**Task directions**
Copy out exactly the lines below that run from the one holding "pub enum IoError" to the one holding "pub type IoResult<T> = Result<T, IoError>;", keeping both of those lines and no others.

---

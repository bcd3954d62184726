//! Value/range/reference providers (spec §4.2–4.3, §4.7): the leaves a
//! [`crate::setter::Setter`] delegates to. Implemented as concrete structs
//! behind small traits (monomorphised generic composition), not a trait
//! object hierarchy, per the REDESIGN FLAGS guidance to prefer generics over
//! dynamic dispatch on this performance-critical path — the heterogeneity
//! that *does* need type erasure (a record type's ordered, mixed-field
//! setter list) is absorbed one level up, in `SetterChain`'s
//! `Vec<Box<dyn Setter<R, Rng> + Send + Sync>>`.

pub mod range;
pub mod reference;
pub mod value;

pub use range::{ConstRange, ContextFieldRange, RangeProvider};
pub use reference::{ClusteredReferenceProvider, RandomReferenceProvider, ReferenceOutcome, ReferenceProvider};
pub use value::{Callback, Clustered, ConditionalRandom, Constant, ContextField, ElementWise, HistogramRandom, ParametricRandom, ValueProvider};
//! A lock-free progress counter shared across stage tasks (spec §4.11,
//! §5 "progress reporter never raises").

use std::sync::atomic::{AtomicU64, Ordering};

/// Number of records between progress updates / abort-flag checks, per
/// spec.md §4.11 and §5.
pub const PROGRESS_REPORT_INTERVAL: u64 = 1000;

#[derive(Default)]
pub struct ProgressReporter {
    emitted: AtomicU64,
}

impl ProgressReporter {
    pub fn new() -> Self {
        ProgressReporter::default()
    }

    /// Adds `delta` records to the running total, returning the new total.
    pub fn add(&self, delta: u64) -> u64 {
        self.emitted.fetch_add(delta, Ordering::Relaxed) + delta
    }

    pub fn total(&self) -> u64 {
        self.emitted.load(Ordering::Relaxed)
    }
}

---

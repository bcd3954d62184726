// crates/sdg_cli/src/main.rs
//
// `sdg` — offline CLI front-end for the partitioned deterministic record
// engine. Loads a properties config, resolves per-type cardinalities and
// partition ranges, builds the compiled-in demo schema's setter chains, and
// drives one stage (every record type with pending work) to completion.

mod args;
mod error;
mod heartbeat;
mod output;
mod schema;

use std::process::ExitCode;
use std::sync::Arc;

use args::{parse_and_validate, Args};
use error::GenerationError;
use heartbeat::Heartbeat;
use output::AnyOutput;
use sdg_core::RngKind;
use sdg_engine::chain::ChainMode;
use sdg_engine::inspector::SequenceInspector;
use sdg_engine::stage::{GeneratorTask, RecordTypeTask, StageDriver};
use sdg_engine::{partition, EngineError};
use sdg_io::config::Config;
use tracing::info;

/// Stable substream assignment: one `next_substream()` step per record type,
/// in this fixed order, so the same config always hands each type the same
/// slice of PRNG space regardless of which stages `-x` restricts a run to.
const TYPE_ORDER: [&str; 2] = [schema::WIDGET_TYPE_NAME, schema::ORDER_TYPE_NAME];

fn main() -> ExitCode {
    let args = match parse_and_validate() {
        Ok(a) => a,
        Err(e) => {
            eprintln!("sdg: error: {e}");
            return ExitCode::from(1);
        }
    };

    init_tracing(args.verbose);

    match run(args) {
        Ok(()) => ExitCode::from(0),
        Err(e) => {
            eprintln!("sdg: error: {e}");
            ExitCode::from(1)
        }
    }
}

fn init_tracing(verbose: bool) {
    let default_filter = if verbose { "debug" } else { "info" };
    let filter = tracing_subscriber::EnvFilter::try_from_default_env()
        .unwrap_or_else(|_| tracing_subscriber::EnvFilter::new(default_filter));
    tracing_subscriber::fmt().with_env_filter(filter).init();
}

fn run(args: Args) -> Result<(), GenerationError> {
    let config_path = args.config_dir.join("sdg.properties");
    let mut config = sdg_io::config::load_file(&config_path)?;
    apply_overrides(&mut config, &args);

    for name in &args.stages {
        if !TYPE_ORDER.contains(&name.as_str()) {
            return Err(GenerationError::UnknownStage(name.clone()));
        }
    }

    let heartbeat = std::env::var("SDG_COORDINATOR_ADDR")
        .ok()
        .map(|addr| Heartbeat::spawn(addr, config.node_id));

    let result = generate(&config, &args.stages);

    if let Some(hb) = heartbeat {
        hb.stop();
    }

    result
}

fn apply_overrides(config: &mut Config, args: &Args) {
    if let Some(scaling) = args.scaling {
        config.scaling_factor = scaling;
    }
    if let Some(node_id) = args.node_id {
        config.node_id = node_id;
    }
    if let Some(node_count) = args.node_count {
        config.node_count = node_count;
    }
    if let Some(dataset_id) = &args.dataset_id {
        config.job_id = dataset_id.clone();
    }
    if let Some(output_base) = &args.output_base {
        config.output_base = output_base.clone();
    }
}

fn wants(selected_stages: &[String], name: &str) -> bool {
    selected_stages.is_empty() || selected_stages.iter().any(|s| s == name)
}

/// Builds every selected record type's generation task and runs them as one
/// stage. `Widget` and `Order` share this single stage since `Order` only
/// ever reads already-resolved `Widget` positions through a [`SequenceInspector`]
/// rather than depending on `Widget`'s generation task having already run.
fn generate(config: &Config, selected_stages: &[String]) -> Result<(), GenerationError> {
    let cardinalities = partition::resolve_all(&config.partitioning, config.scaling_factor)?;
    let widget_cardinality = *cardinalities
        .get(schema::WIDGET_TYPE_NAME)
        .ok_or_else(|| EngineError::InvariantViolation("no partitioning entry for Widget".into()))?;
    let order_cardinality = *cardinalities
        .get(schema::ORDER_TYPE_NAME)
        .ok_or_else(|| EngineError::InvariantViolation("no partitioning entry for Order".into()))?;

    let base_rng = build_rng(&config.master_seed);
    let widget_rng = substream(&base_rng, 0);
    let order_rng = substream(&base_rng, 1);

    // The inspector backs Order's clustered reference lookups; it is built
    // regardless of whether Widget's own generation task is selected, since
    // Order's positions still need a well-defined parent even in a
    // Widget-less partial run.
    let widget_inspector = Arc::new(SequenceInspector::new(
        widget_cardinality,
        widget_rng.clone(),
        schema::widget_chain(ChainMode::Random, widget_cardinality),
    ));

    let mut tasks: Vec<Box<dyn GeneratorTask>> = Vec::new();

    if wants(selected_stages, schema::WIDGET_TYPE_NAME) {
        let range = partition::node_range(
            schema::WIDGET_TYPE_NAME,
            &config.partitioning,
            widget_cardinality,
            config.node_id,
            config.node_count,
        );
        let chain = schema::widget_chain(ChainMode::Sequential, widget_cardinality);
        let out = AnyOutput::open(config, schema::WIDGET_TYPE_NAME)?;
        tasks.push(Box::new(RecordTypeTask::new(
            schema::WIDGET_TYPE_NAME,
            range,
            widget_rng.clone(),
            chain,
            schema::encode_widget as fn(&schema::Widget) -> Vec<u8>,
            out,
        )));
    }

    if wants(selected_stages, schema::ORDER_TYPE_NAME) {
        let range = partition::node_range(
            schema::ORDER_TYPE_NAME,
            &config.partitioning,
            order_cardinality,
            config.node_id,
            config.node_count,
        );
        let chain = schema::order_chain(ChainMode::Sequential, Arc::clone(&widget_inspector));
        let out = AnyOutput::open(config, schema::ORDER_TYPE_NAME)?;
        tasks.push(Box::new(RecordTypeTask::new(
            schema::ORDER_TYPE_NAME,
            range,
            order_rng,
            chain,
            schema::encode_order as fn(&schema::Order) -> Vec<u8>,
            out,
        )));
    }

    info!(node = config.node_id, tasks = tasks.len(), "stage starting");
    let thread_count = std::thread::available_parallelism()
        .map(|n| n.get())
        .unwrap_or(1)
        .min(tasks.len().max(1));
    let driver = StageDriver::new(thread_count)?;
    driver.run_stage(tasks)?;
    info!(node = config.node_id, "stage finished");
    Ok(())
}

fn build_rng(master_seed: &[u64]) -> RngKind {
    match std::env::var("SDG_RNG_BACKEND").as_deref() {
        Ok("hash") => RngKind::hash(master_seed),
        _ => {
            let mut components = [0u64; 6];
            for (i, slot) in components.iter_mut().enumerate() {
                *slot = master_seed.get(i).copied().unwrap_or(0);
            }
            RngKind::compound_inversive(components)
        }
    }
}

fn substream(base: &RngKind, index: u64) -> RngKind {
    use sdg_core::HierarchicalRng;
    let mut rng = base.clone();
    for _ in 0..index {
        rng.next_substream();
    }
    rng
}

---

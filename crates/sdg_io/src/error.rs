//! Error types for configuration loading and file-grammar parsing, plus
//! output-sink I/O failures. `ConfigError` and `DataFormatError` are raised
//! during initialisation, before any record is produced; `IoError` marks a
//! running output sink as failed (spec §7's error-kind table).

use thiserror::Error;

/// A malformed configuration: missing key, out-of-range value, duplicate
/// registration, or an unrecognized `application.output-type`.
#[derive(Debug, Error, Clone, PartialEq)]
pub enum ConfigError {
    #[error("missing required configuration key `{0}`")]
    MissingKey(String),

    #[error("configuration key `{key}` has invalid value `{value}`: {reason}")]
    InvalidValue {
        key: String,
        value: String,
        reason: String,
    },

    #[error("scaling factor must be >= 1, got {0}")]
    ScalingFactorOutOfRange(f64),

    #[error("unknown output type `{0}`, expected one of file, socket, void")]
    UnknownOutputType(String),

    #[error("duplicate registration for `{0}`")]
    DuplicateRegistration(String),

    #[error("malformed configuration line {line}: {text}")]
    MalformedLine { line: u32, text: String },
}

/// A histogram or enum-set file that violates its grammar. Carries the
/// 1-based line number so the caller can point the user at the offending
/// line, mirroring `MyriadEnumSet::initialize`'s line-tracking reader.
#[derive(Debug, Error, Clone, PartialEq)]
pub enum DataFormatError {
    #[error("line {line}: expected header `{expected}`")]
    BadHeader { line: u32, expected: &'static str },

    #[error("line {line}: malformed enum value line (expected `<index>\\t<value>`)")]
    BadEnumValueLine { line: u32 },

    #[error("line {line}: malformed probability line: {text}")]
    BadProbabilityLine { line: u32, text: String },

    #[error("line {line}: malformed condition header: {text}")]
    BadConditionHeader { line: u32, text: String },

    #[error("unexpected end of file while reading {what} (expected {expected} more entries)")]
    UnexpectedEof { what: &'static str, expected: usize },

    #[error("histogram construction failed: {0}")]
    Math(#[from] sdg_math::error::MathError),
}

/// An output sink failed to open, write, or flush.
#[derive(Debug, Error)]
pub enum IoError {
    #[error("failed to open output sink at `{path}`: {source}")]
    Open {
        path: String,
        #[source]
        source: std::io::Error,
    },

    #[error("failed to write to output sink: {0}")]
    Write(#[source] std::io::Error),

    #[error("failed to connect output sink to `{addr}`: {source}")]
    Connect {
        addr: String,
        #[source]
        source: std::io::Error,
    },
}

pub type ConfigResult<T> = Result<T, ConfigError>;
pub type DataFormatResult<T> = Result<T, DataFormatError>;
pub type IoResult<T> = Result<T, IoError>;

---

**Expected answer**
pub enum IoError {
    #[error("failed to open output sink at `{path}`: {source}")]
    Open {
        path: String,
        #[source]
        source: std::io::Error,
    },

    #[error("failed to write to output sink: {0}")]
    Write(#[source] std::io::Error),

    #[error("failed to connect output sink to `{addr}`: {source}")]
    Connect {
        addr: String,
        #[source]
        source: std::io::Error,
    },
}

pub type ConfigResult<T> = Result<T, ConfigError>;
pub type DataFormatResult<T> = Result<T, DataFormatError>;
pub type IoResult<T> = Result<T, IoError>;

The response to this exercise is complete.